The European Aviation Safety Agency has warned airliners flying over Iran of the danger of being accidentally targeted by Iran’s anti-aircraft defense system, seven months after a Ukrainian jetliner was shot down over Tehran.
“Due to the hazardous security situation, and poor coordination between civil aviation and military operations, there is a risk of misidentification of civil aircraft,” EASA announced on July 16. “Due to the presence of various advanced air-defense systems, it is advised to be cautious.”
Iranian civil aviation agency reacted Friday to the news, saying that "negotiations" are in process with EASA and "several European countries" to dispel their concerns about the safety of Iran's airspace.
Ukraine International Airlines' (UIA) flight 752 with 167 people aboard was shot down on January 8 as it took off from Tehran’s international airport. Hours earlier, Iran had fired missiles at American bases in Iraq and was on alert for possible retaliation. However, the government kept the airspace open and the military allowed the Ukrainian airliner to take off.

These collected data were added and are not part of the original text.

impl DomainStore {
    /// Creates an empty store publishing to `event_bus`.
    #[must_use]
    pub fn new(event_bus: EventBus) -> Self {
        let (bulk, _) = watch::channel(BulkState::Idle);
        Self {
            state: RwLock::new(StoreState::new()),
            bulk: Arc::new(bulk),
            event_bus,
        }
    }

    /// Applies one transition and publishes its change notification.
    pub async fn apply(&self, transition: Transition) -> Option<StoreEvent> {
        let event = self.state.write().await.apply(transition);
        match &event {
            Some(event) => {
                let _ = self.event_bus.publish(event.clone());
            }
            None => tracing::debug!("store transition had no target"),
        }
        event
    }

    /// Returns all filters in insertion order.
    pub async fn filters(&self) -> Vec<Filter> {
        self.state.read().await.filters().cloned().collect()
    }

    /// Returns the filter with the given pk.
    pub async fn filter(&self, pk: FilterPk) -> Option<Filter> {
        self.state.read().await.filter(pk).cloned()
    }

    /// Returns all incidents in server order.
    pub async fn incidents(&self) -> Vec<Incident> {
        self.state.read().await.incidents().cloned().collect()
    }

    /// Returns the incident with the given pk.
    pub async fn incident(&self, pk: IncidentPk) -> Option<Incident> {
        self.state.read().await.incident(pk).cloned()
    }

    /// Returns the current bulk state.
    #[must_use]
    pub fn bulk_state(&self) -> BulkState {
        self.bulk.borrow().clone()
    }

    /// Returns `true` while a bulk batch is running.
    #[must_use]
    pub fn is_bulk_in_progress(&self) -> bool {
        self.bulk.borrow().is_running()
    }

    /// Returns a receiver that observes every bulk state change.
    #[must_use]
    pub fn watch_bulk(&self) -> watch::Receiver<BulkState> {
        self.bulk.subscribe()
    }

    /// Opens a lag-aware feed of store change notifications.
    #[must_use]
    pub fn feed(&self) -> StoreFeed {
        self.event_bus.feed()
    }

    /// Subscribes to all store change notifications.
    #[must_use]
    pub fn subscribe(&self) -> broadcast::Receiver<StoreEvent> {
        self.event_bus.subscribe()
    }

    /// Claims the bulk slot for a new batch.
    ///
    /// # Errors
    ///
    /// Returns [`ActionError::BulkInProgress`] if another batch is
    /// `Running`.
    pub fn begin_bulk(
        &self,
        operation: BulkOperation,
        total: usize,
    ) -> Result<BulkGuard, ActionError> {
        let batch_id = BatchId::new();
        let mut holder = None;
        let claimed = self.bulk.send_if_modified(|state| {
            if state.is_running() {
                holder = state.batch_id();
                return false;
            }
            *state = BulkState::Running {
                batch_id,
                operation,
                total,
                started_at: Utc::now(),
            };
            true
        });
        if !claimed {
            return Err(ActionError::BulkInProgress {
                batch_id: holder.unwrap_or(batch_id),
            });
        }

        let _ = self.event_bus.publish(StoreEvent::BulkStateChanged {
            state: self.bulk_state(),
        });
        tracing::info!(%batch_id, %operation, total, "bulk batch started");

        Ok(BulkGuard {
            bulk: Arc::clone(&self.bulk),
            event_bus: self.event_bus.clone(),
            batch_id,
            operation,
            completed: 0,
            settled: false,
        })
    }
}

/// Holds the bulk slot for one batch and releases it exactly once.
///
/// Call [`BulkGuard::succeed`] or [`BulkGuard::fail`] to settle the
/// batch. A guard dropped unsettled (the batch future was dropped) moves
/// the slot to `Failed` with no failing incident.
#[derive(Debug)]
pub struct BulkGuard {
    bulk: Arc<watch::Sender<BulkState>>,
    event_bus: EventBus,
    batch_id: BatchId,
    operation: BulkOperation,
    completed: usize,
    settled: bool,
}

impl BulkGuard {
    /// Returns the batch identifier.
    #[must_use]
    pub const fn batch_id(&self) -> BatchId {
        self.batch_id
    }

    /// Returns how many incidents have succeeded so far.
    #[must_use]
    pub const fn completed(&self) -> usize {
        self.completed
    }

    /// Records one successful incident.
    pub fn record_success(&mut self) {
        self.completed = self.completed.saturating_add(1);
    }

    /// Settles the batch as `Succeeded`.
    pub fn succeed(mut self) {
        let state = BulkState::Succeeded {
            batch_id: self.batch_id,
            operation: self.operation,
            completed: self.completed,
        };
        self.settle(state);
    }

    /// Settles the batch as `Failed` at `failed_pk`.
    pub fn fail(mut self, failed_pk: IncidentPk) {
        let state = BulkState::Failed {
            batch_id: self.batch_id,
            operation: self.operation,
            completed: self.completed,
            failed_pk: Some(failed_pk),
        };
        self.settle(state);
    }

    fn settle(&mut self, state: BulkState) {
        if self.settled {
            return;
        }
        self.settled = true;
        tracing::info!(
            batch_id = %self.batch_id,
            operation = %self.operation,
            completed = self.completed,
            outcome = state.as_str(),
            "bulk batch finished"
        );
        self.bulk.send_replace(state.clone());
        let _ = self.event_bus.publish(StoreEvent::BulkStateChanged { state });
    }
}

impl Drop for BulkGuard {
    fn drop(&mut self) {
        if !self.settled {
            tracing::warn!(batch_id = %self.batch_id, "bulk batch dropped before settling");
            let state = BulkState::Failed {
                batch_id: self.batch_id,
                operation: self.operation,
                completed: self.completed,
                failed_pk: None,
            };
            self.settle(state);
        }
    }
}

It is assumed that due to lack of coordination an air defense battery fired two missiles and brought down the plane. Iran has not provided a transparent explanation about what exactly happened and what officials should be held accountable. It has also refused to hand over the flight recorders for independent analysis.
So far, Tehran has only offered “human error” as the cause of the tragic event.
The Germany-based EU agency warned airliners that “risk of operations is assessed to be HIGH” and instructed planes not to fly lower than 25,000 feet over Iran, adding there is a risk of being accidentally targeted by the country’s air defense system.